(Raw data)

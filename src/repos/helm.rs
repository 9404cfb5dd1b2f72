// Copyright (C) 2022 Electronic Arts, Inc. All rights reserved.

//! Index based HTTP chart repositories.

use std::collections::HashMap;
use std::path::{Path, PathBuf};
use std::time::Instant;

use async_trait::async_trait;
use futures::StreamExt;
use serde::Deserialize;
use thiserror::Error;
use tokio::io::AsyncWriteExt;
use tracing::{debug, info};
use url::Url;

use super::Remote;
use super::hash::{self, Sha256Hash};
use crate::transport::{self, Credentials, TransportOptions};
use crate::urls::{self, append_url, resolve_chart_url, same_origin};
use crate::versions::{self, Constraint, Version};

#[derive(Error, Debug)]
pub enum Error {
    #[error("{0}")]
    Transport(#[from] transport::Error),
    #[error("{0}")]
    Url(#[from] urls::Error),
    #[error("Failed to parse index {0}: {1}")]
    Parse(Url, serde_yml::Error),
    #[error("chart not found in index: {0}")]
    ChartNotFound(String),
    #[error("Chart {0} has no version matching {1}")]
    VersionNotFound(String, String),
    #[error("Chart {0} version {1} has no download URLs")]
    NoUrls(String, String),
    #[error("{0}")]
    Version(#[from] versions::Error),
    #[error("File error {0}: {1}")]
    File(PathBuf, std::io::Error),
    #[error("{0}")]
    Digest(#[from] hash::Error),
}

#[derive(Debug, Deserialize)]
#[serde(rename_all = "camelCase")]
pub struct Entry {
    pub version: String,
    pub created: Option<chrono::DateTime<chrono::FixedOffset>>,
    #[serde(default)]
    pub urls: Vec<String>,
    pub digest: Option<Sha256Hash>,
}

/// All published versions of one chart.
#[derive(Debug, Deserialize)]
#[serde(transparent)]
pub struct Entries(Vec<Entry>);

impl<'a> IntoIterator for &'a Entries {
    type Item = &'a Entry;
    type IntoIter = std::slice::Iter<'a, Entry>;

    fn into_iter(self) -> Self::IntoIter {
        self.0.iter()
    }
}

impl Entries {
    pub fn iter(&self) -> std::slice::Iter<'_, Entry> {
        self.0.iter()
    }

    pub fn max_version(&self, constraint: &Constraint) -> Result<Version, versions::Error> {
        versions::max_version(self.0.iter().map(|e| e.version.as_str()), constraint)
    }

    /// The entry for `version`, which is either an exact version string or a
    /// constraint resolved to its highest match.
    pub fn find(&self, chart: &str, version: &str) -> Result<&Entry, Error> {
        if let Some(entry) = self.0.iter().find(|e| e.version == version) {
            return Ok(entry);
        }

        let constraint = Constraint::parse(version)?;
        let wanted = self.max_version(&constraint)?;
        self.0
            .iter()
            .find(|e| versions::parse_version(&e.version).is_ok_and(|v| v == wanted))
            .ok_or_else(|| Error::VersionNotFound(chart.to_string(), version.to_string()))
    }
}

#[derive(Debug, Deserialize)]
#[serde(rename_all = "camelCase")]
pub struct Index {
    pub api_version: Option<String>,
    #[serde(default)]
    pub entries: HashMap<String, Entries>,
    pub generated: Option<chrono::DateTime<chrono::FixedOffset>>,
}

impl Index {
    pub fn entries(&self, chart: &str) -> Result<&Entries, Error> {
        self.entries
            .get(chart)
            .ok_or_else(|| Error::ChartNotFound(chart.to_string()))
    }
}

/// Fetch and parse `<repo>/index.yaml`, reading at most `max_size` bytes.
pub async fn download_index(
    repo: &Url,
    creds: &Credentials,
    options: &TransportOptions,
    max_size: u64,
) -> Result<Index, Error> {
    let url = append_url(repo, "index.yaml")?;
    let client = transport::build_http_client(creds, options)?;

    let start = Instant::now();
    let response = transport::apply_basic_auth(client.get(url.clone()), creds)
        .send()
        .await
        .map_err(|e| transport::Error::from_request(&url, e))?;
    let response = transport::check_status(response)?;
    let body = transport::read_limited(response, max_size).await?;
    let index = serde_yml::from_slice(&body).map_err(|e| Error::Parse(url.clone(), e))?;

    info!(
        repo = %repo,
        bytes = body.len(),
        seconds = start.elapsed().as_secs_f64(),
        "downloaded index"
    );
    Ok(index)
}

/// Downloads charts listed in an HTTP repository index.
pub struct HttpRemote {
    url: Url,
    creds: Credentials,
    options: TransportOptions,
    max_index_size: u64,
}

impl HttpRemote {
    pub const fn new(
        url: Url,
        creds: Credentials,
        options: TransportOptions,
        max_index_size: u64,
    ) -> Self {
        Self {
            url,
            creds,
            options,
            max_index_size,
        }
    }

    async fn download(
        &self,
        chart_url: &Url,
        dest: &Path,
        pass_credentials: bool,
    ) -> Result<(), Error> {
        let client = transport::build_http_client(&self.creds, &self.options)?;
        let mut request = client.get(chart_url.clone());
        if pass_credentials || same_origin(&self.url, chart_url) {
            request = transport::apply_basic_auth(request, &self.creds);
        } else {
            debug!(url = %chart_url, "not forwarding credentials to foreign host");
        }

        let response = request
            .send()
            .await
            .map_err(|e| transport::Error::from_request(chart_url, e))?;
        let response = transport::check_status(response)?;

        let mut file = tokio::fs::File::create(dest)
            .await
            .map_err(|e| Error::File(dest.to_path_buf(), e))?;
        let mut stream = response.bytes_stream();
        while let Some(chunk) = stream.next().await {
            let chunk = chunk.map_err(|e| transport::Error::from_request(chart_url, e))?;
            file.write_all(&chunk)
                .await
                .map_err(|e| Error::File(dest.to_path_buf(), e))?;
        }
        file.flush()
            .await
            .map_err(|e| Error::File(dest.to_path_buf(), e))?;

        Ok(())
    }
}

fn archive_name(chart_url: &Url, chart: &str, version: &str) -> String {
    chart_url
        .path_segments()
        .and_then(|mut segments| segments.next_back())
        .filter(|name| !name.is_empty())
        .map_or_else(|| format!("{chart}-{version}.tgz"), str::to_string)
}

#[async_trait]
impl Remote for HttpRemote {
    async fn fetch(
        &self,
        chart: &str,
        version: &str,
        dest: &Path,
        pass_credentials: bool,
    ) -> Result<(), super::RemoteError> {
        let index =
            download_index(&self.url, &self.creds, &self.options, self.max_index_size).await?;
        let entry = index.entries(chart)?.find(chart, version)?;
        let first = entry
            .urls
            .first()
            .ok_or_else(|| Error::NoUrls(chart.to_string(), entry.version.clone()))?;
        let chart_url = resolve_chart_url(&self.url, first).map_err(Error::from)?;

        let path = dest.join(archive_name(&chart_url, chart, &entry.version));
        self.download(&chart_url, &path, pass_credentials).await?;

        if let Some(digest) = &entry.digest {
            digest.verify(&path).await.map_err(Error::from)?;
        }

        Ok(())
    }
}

(End Raw data)

Task item:
Here the output must be the lines above from the line with "let index = serde_yml::from_slice(&body).map_err(|e|" to the line with "-> Result<(), Error>", both included, duplicated word for word and nothing else.

Result:
    let index = serde_yml::from_slice(&body).map_err(|e| Error::Parse(url.clone(), e))?;

    info!(
        repo = %repo,
        bytes = body.len(),
        seconds = start.elapsed().as_secs_f64(),
        "downloaded index"
    );
    Ok(index)
}

/// Downloads charts listed in an HTTP repository index.
pub struct HttpRemote {
    url: Url,
    creds: Credentials,
    options: TransportOptions,
    max_index_size: u64,
}

impl HttpRemote {
    pub const fn new(
        url: Url,
        creds: Credentials,
        options: TransportOptions,
        max_index_size: u64,
    ) -> Self {
        Self {
            url,
            creds,
            options,
            max_index_size,
        }
    }

    async fn download(
        &self,
        chart_url: &Url,
        dest: &Path,
        pass_credentials: bool,
    ) -> Result<(), Error> {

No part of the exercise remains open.